In the listing below, find the line holding "if let Some(title)" and the line holding "if rows > 1". Write out those two lines and all lines between, exactly, and nothing more.

Start of Excerpted data

//! Category-scoped record operations.

use crate::{ContentProvider, Lookup, QueryBuilder, Row};
use futures::stream::{BoxStream, TryStreamExt};
use mediadir_core::{
    CollectionAddress, Column, ContentRecord, ContentUri, MediaCategory, RecordValues, SortOrder,
    StorageMode,
};
use mediadir_error::{MediaDirResult, StoreError, StoreErrorKind};
use std::sync::Arc;
use tracing::{debug, error, info, instrument};

/// Decode a full-projection row into a record snapshot.
///
/// # Errors
///
/// Returns `MalformedRecord` if a required column is missing or null, or if
/// the identifier, size or duration is negative.
pub fn decode_record(address: CollectionAddress, row: &Row) -> MediaDirResult<ContentRecord> {
    let id = non_negative(Column::Id, row.integer(Column::Id)?)?;
    let mut builder = ContentRecord::builder();
    builder
        .uri(ContentUri::new(address, id))
        .mime_type(row.required_text(Column::MimeType)?)
        .display_name(row.required_text(Column::DisplayName)?)
        .size(non_negative(Column::Size, row.integer(Column::Size)?)?)
        .relative_path(row.required_text(Column::RelativePath)?)
        .date_modified(row.integer(Column::DateModified)?)
        .duration(non_negative(Column::Duration, row.integer(Column::Duration)?)?)
        .pending(row.integer(Column::IsPending)? != 0);
    if let Some(title) = row.text(Column::Title)? {
        builder.title(title);
    }
    if let Some(data_path) = row.text(Column::DataPath)? {
        builder.data_path(data_path);
    }
    if let Some(bucket) = row.text(Column::Bucket)? {
        builder.bucket(bucket);
    }
    Ok(builder.build()?)
}

fn require_display_name(display_name: &str) -> MediaDirResult<()> {
    if display_name.is_empty() {
        return Err(StoreError::new(StoreErrorKind::InvalidArgument(
            "display name is empty".to_string(),
        ))
        .into());
    }
    Ok(())
}

fn non_negative(column: Column, value: i64) -> MediaDirResult<u64> {
    u64::try_from(value).map_err(|_| {
        StoreError::new(StoreErrorKind::MalformedRecord(format!(
            "column {} holds negative {}",
            column, value
        )))
        .into()
    })
}

/// Guard identifier-keyed mutations against touching more than one row.
fn single_row(operation: &str, uri: &ContentUri, rows: u64) -> MediaDirResult<u64> {
    if rows > 1 {
        error!(%uri, rows, operation, "Identifier-keyed mutation touched several rows");
        return Err(StoreError::new(StoreErrorKind::IntegrityViolation(format!(
            "{} of {} affected {} rows",
            operation, uri, rows
        )))
        .into());
    }
    Ok(rows)
}

/// A lazy, restartable query over one category.
///
/// Nothing is read until [`stream`](Self::stream) is polled, and every call to
/// `stream` re-runs the query from the start. Dropping a stream early releases
/// the provider cursor behind it.
#[derive(Clone)]
pub struct RecordQuery {
    provider: Arc<dyn ContentProvider>,
    address: CollectionAddress,
    builder: QueryBuilder,
}

impl std::fmt::Debug for RecordQuery {
    fn fmt(&self, f: &mut std::fmt::Formatter<'_>) -> std::fmt::Result {
        f.debug_struct("RecordQuery")
            .field("address", &self.address)
            .field("builder", &self.builder)
            .finish()
    }
}

impl RecordQuery {
    /// Skip records that are still pending.
    pub fn visible_only(mut self) -> Self {
        self.builder = self.builder.visible_only();
        self
    }

    /// The lookup this query runs.
    pub fn lookup(&self) -> Lookup {
        self.builder.clone().build()
    }

    /// Collection the query runs against.
    pub fn address(&self) -> CollectionAddress {
        self.address
    }

    /// Stream record snapshots in sort order.
    pub fn stream(&self) -> BoxStream<'static, MediaDirResult<ContentRecord>> {
        let provider = self.provider.clone();
        let address = self.address;
        let lookup = self.lookup();
        Box::pin(async_stream::try_stream! {
            let mut cursor = provider
                .query(address, &Column::RECORD, &lookup.selection, &lookup.sort)
                .await?;
            while let Some(row) = cursor.next_row().await? {
                yield decode_record(address, &row)?;
            }
        })
    }

    /// Run the query to completion.
    pub async fn collect(&self) -> MediaDirResult<Vec<ContentRecord>> {
        self.stream().try_collect().await
    }
}

/// Record-level operations over a content provider, addressed by category.
///
/// # Example
///
/// ```rust
/// use std::sync::Arc;
/// use mediadir_core::MediaCategory;
/// use mediadir_storage::{ContentRecordStore, InMemoryProvider};
///
/// # async fn example() -> Result<(), Box<dyn std::error::Error>> {
/// let store = ContentRecordStore::new(Arc::new(InMemoryProvider::default()));
/// let uri = store
///     .insert_placeholder(MediaCategory::Documents, "q1.pdf", Some("reports"))
///     .await?;
///
/// let found = store
///     .find_by_display_name(MediaCategory::Documents, "q1.pdf", Some("reports"))
///     .await?;
/// assert_eq!(found, Some(uri));
/// # Ok(())
/// # }
/// ```
#[derive(Clone)]
pub struct ContentRecordStore {
    provider: Arc<dyn ContentProvider>,
    default_sort: SortOrder,
}

impl std::fmt::Debug for ContentRecordStore {
    fn fmt(&self, f: &mut std::fmt::Formatter<'_>) -> std::fmt::Result {
        f.debug_struct("ContentRecordStore")
            .field("storage_mode", &self.provider.storage_mode())
            .field("default_sort", &self.default_sort)
            .finish()
    }
}

impl ContentRecordStore {
    /// Store over `provider`, listing newest first by default.
    pub fn new(provider: Arc<dyn ContentProvider>) -> Self {
        Self {
            provider,
            default_sort: SortOrder::default(),
        }
    }

    /// Sort order for queries that don't name one.
    pub fn with_default_sort(mut self, sort: SortOrder) -> Self {
        self.default_sort = sort;
        self
    }

    /// The underlying provider.
    pub fn provider(&self) -> &Arc<dyn ContentProvider> {
        &self.provider
    }

    /// Whether absolute path hints are available.
    pub fn storage_mode(&self) -> StorageMode {
        self.provider.storage_mode()
    }

    /// Lazy query over every record under a category sub-path.
    ///
    /// With no sub-path this covers the whole category root.
    pub fn query_all(
        &self,
        category: MediaCategory,
        sub_path: Option<&str>,
        sort: Option<SortOrder>,
    ) -> RecordQuery {
        let location = category.locate(sub_path);
        RecordQuery {
            provider: self.provider.clone(),
            address: *location.address(),
            builder: QueryBuilder::new()
                .within(&location)
                .sort(sort.unwrap_or(self.default_sort)),
        }
    }

    /// Snapshot of one record, if it still exists.
    #[instrument(skip(self), fields(uri = %uri))]
    pub async fn get(&self, uri: &ContentUri) -> MediaDirResult<Option<ContentRecord>> {
        let lookup = QueryBuilder::new().id(uri.id()).build();
        let mut cursor = self
            .provider
            .query(uri.address(), &Column::RECORD, &lookup.selection, &lookup.sort)
            .await?;
        match cursor.next_row().await? {
            Some(row) => Ok(Some(decode_record(uri.address(), &row)?)),
            None => Ok(None),
        }
    }

    /// Newest record with this display name under the category sub-path.
    ///
    /// When several records share the name, the highest identifier wins.
    ///
    /// # Errors
    ///
    /// Returns `InvalidArgument` for an empty display name.
    #[instrument(skip(self))]
    pub async fn find_by_display_name(
        &self,
        category: MediaCategory,
        display_name: &str,
        sub_path: Option<&str>,
    ) -> MediaDirResult<Option<ContentUri>> {
        require_display_name(display_name)?;
        let location = category.locate(sub_path);
        let lookup = QueryBuilder::new()
            .display_name(display_name)
            .within(&location)
            .sort(SortOrder::newest_first())
            .build();
        let mut cursor = self
            .provider
            .query(
                *location.address(),
                &[Column::Id],
                &lookup.selection,
                &lookup.sort,
            )
            .await?;
        let found = match cursor.next_row().await? {
            Some(row) => {
                let id = non_negative(Column::Id, row.integer(Column::Id)?)?;
                Some(ContentUri::new(*location.address(), id))
            }
            None => None,
        };
        debug!(found = ?found, "Display name lookup");
        Ok(found)
    }

    /// Absolute path hint of the newest record with this display name.
    ///
    /// `None` when no record matches, or when the store withholds paths.
    ///
    /// # Errors
    ///
    /// Returns `InvalidArgument` for an empty display name.
    #[instrument(skip(self))]
    pub async fn resolve_real_path(
        &self,
        category: MediaCategory,
        display_name: &str,
        sub_path: Option<&str>,
    ) -> MediaDirResult<Option<String>> {
        require_display_name(display_name)?;
        let location = category.locate(sub_path);
        let lookup = QueryBuilder::new()
            .display_name(display_name)
            .within(&location)
            .sort(SortOrder::newest_first())
            .build();
        let mut cursor = self
            .provider
            .query(
                *location.address(),
                &[Column::Id, Column::DataPath],
                &lookup.selection,
                &lookup.sort,
            )
            .await?;
        match cursor.next_row().await? {
            Some(row) => row.text(Column::DataPath),
            None => Ok(None),
        }
    }

    /// Whether the record's bytes can currently be opened.
    ///
    /// Any failure to open counts as absent.
    #[instrument(skip(self), fields(uri = %uri))]
    pub async fn exists(&self, uri: &ContentUri) -> bool {
        match self.provider.open_read(uri).await {
            Ok(stream) => {
                drop(stream);
                true
            }
            Err(e) => {
                debug!(error = %e, "Record not openable");
                false
            }
        }
    }

    async fn insert_record(
        &self,
        category: MediaCategory,
        display_name: &str,
        sub_path: Option<&str>,
        pending: bool,
    ) -> MediaDirResult<ContentUri> {
        require_display_name(display_name)?;
        let location = category.locate(sub_path);
        let values = RecordValues::default()
            .with_display_name(display_name)
            .with_mime_type(category.mime_type_for(display_name))
            .with_relative_path(location.relative_path().clone())
            .with_pending(pending);
        let uri = self.provider.insert(*location.address(), &values).await?;
        info!(%uri, relative_path = %location.relative_path(), pending, "Inserted record");
        Ok(uri)
    }

    /// Insert a visible record with no bytes yet.
    ///
    /// The MIME type is inferred from the display name and the title is the
    /// display name without its suffix.
    ///
    /// # Errors
    ///
    /// Returns `InvalidArgument` for an empty display name and `InsertDenied`
    /// if the store rejects the row.
    #[instrument(skip(self))]
    pub async fn insert_placeholder(
        &self,
        category: MediaCategory,
        display_name: &str,
        sub_path: Option<&str>,
    ) -> MediaDirResult<ContentUri> {
        self.insert_record(category, display_name, sub_path, false)
            .await
    }

    /// Insert a record hidden behind its pending flag.
    ///
    /// Other readers skip it until [`VisibilityGate`](crate::VisibilityGate)
    /// reveals it.
    #[instrument(skip(self))]
    pub async fn insert_pending(
        &self,
        category: MediaCategory,
        display_name: &str,
        sub_path: Option<&str>,
    ) -> MediaDirResult<ContentUri> {
        self.insert_record(category, display_name, sub_path, true)
            .await
    }

    /// Apply column updates to one record.
    ///
    /// # Errors
    ///
    /// Propagates permission denials unchanged; returns `IntegrityViolation`
    /// if the store reports more than one affected row.
    #[instrument(skip(self, values), fields(uri = %uri))]
    pub async fn update(&self, uri: &ContentUri, values: &RecordValues) -> MediaDirResult<u64> {
        let rows = self.provider.update(uri, values).await?;
        single_row("update", uri, rows)
    }

    /// Delete one record and its bytes.
    ///
    /// # Errors
    ///
    /// Propagates permission denials unchanged; returns `IntegrityViolation`
    /// if the store reports more than one affected row.
    #[instrument(skip(self), fields(uri = %uri))]
    pub async fn delete(&self, uri: &ContentUri) -> MediaDirResult<u64> {
        let rows = self.provider.delete(uri).await?;
        single_row("delete", uri, rows)
    }

    /// Reference handle for an identifier in the category's collection.
    pub fn uri_for_id(&self, category: MediaCategory, id: u64) -> ContentUri {
        ContentUri::new(category.collection_address(), id)
    }
}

End of Excerpted data

### Reply to the task
    if let Some(title) = row.text(Column::Title)? {
        builder.title(title);
    }
    if let Some(data_path) = row.text(Column::DataPath)? {
        builder.data_path(data_path);
    }
    if let Some(bucket) = row.text(Column::Bucket)? {
        builder.bucket(bucket);
    }
    Ok(builder.build()?)
}

fn require_display_name(display_name: &str) -> MediaDirResult<()> {
    if display_name.is_empty() {
        return Err(StoreError::new(StoreErrorKind::InvalidArgument(
            "display name is empty".to_string(),
        ))
        .into());
    }
    Ok(())
}

fn non_negative(column: Column, value: i64) -> MediaDirResult<u64> {
    u64::try_from(value).map_err(|_| {
        StoreError::new(StoreErrorKind::MalformedRecord(format!(
            "column {} holds negative {}",
            column, value
        )))
        .into()
    })
}

/// Guard identifier-keyed mutations against touching more than one row.
fn single_row(operation: &str, uri: &ContentUri, rows: u64) -> MediaDirResult<u64> {
    if rows > 1 {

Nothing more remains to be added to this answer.